Je vous le conseille vivement. Ce n’est pas cher et c’est vite lu. Lisez-le, faites-le lire. Débattez-en! Et puis c’est drôle!

Bonus  : j’ai offert cet essai comme cadeau de Noël 2015 à mes hommes proches et voici quelqu’uns de leurs points marquants. La version longue fut passionnante et enrichissante.

Alou : « Puré, trés bon livre. Il n y a pas de suite? » Hum, je pense qu’il parle de la suite sur “Les Marieuses”.

Mor : “S’il y a quelque chose à retenir c’est que l’auteure est sublime et qu’après lecture de cet essai,  tout Homme se sentirait à l’aise de se déclarer feministe et avec conviction bien sûr..!! Toutefois, il faudrait encore que la moitié de la société comprenne ce qu’est, être feministe pour que je daigne déclarer en être un; car pour le moment, ce n’est pas le cas ..!! a première partie de sa conclusion m’a donné Espoir. La 2ème partie m’a énervée.

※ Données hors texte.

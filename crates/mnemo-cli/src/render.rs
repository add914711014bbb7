//! Plain-text rendering of service results.

use chrono::Local;
use mnemo_types::memory::{MemoryEntry, SubjectCount};

/// Timestamp layout appended to displayed memories.
const TIMESTAMP_FORMAT: &str = "%Y-%m-%d %H:%M:%S";

/// `text (timestamp)`, with the timestamp in local wall time.
pub fn entry(entry: &MemoryEntry) -> String {
    format!(
        "{} ({})",
        entry.text,
        entry.timestamp.with_timezone(&Local).format(TIMESTAMP_FORMAT)
    )
}

/// `subject:count, subject:count`.
pub fn subjects(subjects: &[SubjectCount]) -> String {
    if subjects.is_empty() {
        return "Nothing remembered.".to_string();
    }
    subjects
        .iter()
        .map(|s| format!("{}:{}", s.subject, s.count))
        .collect::<Vec<_>>()
        .join(", ")
}

pub fn forgot(subject: &str, removed: usize) -> String {
    let noun = if removed == 1 { "memory" } else { "memories" };
    format!("Forgot {removed} {noun} about {subject}.")
}
//! Configuration loading from `~/.mnemo/config.toml` with defaults.

use mnemo_types::config::{mnemo_home, MnemoConfig};
use std::path::{Path, PathBuf};
use tracing::{info, warn};

/// Load configuration from a TOML file, falling back to defaults.
///
/// A missing file is normal. An unreadable or malformed one is reported and
/// ignored.
pub fn load_config(path: Option<&Path>) -> MnemoConfig {
    let config_path = path
        .map(|p| p.to_path_buf())
        .unwrap_or_else(default_config_path);

    if !config_path.exists() {
        info!(path = %config_path.display(), "Config file not found, using defaults");
        return MnemoConfig::default();
    }

    match std::fs::read_to_string(&config_path) {
        Ok(contents) => match toml::from_str::<MnemoConfig>(&contents) {
            Ok(config) => {
                info!(path = %config_path.display(), "Loaded configuration");
                config
            }
            Err(e) => {
                warn!(
                    error = %e,
                    path = %config_path.display(),
                    "Failed to parse config, using defaults"
                );
                MnemoConfig::default()
            }
        },
        Err(e) => {
            warn!(
                error = %e,
                path = %config_path.display(),
                "Failed to read config file, using defaults"
            );
            MnemoConfig::default()
        }
    }
}

/// Get the default config file path.
pub fn default_config_path() -> PathBuf {
    mnemo_home().join("config.toml")
}
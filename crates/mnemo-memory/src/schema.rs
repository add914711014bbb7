//! SQLite schema bootstrap.
//!
//! Creates the entry table on first open. Reopening an existing database is a no-op.

use mnemo_types::error::{MnemoError, MnemoResult};
use rusqlite::{Connection, OptionalExtension};
use tracing::{debug, info};

/// Outcome of [`ensure_schema`].
#[derive(Debug, Clone, Copy, PartialEq, Eq)]
pub enum SchemaState {
    /// The table already existed.
    Found,
    /// The table was created by this call.
    Created,
}

/// Check that `name` is a plain SQL identifier.
///
/// Table names cannot be bound as parameters, so anything outside
/// `[A-Za-z_][A-Za-z0-9_]*` is refused before it reaches a statement.
pub fn validate_table_name(name: &str) -> MnemoResult<()> {
    let mut chars = name.chars();
    let valid = match chars.next() {
        Some(c) if c.is_ascii_alphabetic() || c == '_' => {
            chars.all(|c| c.is_ascii_alphanumeric() || c == '_')
        }
        _ => false,
    };
    if valid {
        Ok(())
    } else {
        Err(MnemoError::Config(format!("invalid table name '{name}'")))
    }
}

/// Whether a table called `name` exists. SQLite table names are case-insensitive.
pub fn table_exists(conn: &Connection, name: &str) -> MnemoResult<bool> {
    conn.query_row(
        "SELECT name FROM sqlite_master WHERE type = 'table' AND name = ?1 COLLATE NOCASE",
        rusqlite::params![name],
        |row| row.get::<_, String>(0),
    )
    .optional()
    .map(|found| found.is_some())
    .map_err(|e| MnemoError::StoreUnavailable(e.to_string()))
}

/// Create the entry table (and its subject index) unless it already exists.
pub fn ensure_schema(conn: &Connection, table: &str) -> MnemoResult<SchemaState> {
    validate_table_name(table)?;

    if table_exists(conn, table)? {
        debug!(table, "Found memory table");
        return Ok(SchemaState::Found);
    }

    info!(table, "Memory table not found, creating it");
    conn.execute_batch(&format!(
        "
        CREATE TABLE IF NOT EXISTS \"{table}\" (
            ts TEXT NOT NULL,
            subject TEXT NOT NULL,
            memory TEXT NOT NULL
        );
        CREATE INDEX IF NOT EXISTS \"idx_{table}_subject\" ON \"{table}\"(subject);
        "
    ))
    .map_err(|e| MnemoError::StoreUnavailable(e.to_string()))?;
    Ok(SchemaState::Created)
}

#[cfg(test)]
mod tests {
    use super::*;

    #[test]
    fn test_schema_creates_table() {
        let conn = Connection::open_in_memory().unwrap();
        assert_eq!(ensure_schema(&conn, "memories").unwrap(), SchemaState::Created);
        assert!(table_exists(&conn, "memories").unwrap());

        let columns: Vec<String> = conn
            .prepare("PRAGMA table_info(memories)")
            .unwrap()
            .query_map([], |row| row.get(1))
            .unwrap()
            .filter_map(|r| r.ok())
            .collect();
        assert_eq!(columns, vec!["ts", "subject", "memory"]);
    }

    #[test]
    fn test_schema_idempotent() {
        let conn = Connection::open_in_memory().unwrap();
        ensure_schema(&conn, "memories").unwrap();
        assert_eq!(ensure_schema(&conn, "memories").unwrap(), SchemaState::Found);

        let tables: i64 = conn
            .query_row(
                "SELECT COUNT(*) FROM sqlite_master WHERE type = 'table' AND name = 'memories'",
                [],
                |row| row.get(0),
            )
            .unwrap();
        assert_eq!(tables, 1);
    }

    #[test]
    fn test_schema_accepts_legacy_table() {
        // Layout written by the earlier tool: untyped-ish columns, no index
        let conn = Connection::open_in_memory().unwrap();
        conn.execute_batch("CREATE TABLE memories(ts timestamp, subject text, memory text)")
            .unwrap();
        assert_eq!(ensure_schema(&conn, "memories").unwrap(), SchemaState::Found);
    }

    #[test]
    fn test_schema_table_name_case_insensitive() {
        let conn = Connection::open_in_memory().unwrap();
        conn.execute_batch("CREATE TABLE Memories(ts timestamp, subject text, memory text)")
            .unwrap();
        assert_eq!(ensure_schema(&conn, "memories").unwrap(), SchemaState::Found);

        let indexes: i64 = conn
            .query_row(
                "SELECT COUNT(*) FROM sqlite_master WHERE type = 'index'",
                [],
                |row| row.get(0),
            )
            .unwrap();
        assert_eq!(indexes, 0);
    }

    #[test]
    fn test_validate_table_name() {
        assert!(validate_table_name("memories").is_ok());
        assert!(validate_table_name("_notes_2").is_ok());
        for bad in ["", "2fast", "memories; DROP TABLE x", "a-b", "t\"q"] {
            assert!(
                matches!(validate_table_name(bad), Err(MnemoError::Config(_))),
                "{bad:?} should be rejected"
            );
        }
    }

    #[test]
    fn test_schema_rejects_bad_table_name() {
        let conn = Connection::open_in_memory().unwrap();
        assert!(matches!(
            ensure_schema(&conn, "x; DROP TABLE y"),
            Err(MnemoError::Config(_))
        ));
    }
}
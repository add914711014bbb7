//! CLI error type wrapping MnemoError with output failures.

use mnemo_types::error::MnemoError;
use thiserror::Error;

/// Exit status for a missing subject or position.
const EXIT_NOT_FOUND: u8 = 2;
/// Exit status for bad caller input (sysexits `EX_USAGE`).
const EXIT_USAGE: u8 = 64;

#[derive(Error, Debug)]
pub enum CliError {
    /// A wrapped MnemoError.
    #[error(transparent)]
    Mnemo(#[from] MnemoError),

    /// JSON output could not be produced.
    #[error("Output error: {0}")]
    Output(#[from] serde_json::Error),
}

impl CliError {
    /// Process exit status for this error.
    pub fn exit_code(&self) -> u8 {
        match self {
            CliError::Mnemo(MnemoError::NotFound(_)) => EXIT_NOT_FOUND,
            CliError::Mnemo(MnemoError::InvalidSelector(_) | MnemoError::Config(_)) => EXIT_USAGE,
            _ => 1,
        }
    }
}

pub type CliResult<T> = Result<T, CliError>;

Omzo : “Je ne resterai pas tout le temps devant le canapé, télécommande à la main et laisser ma femme faire le ménage :  Je ne veux pas que ma fille grandisse avec ce schéma en se disant que c’est ça, la normalité.” Le bonheur total d’entendre ça.

Pap : “Je n’aime pas ce livre. Elle a donné que des exemples négatifs. La condition de la femme a vraiment changé”. Le débat avec lui était harassant : il a en des tonnes de contre exemples dans la poche.

Oussou : “Tu as les femme qui detiennent le vrai pouvoir; elles gèrent tout à la maison et se laissent faire une fois dehors. Vous êtes plus intelligentes. Vous détenez le plus de pouvoir. J’ai juste envie de dire si vous vous laissez faire pourquoi les hommes que nous sommes seraient feministes lol. “ No comment!

Ibu : « Non le livre est excellent. Je ne suis pas d’accord avec tout mais c’est excellent. » Lui était à moitié convaincu! De l’espoir, j’ai encore!

Papa Poule : “Comment j’ai pu confier à quelqu’un d’autre, une chose aussi essentielle que la « capacité à se nourrir » ? Mais elle a raison cette nigériane ». Je vous laisse lire le livre pour comprendre. Je préciserai juste qu’il ne sait même pas appuyer sur le bouton “ON” d’un micro-onde.”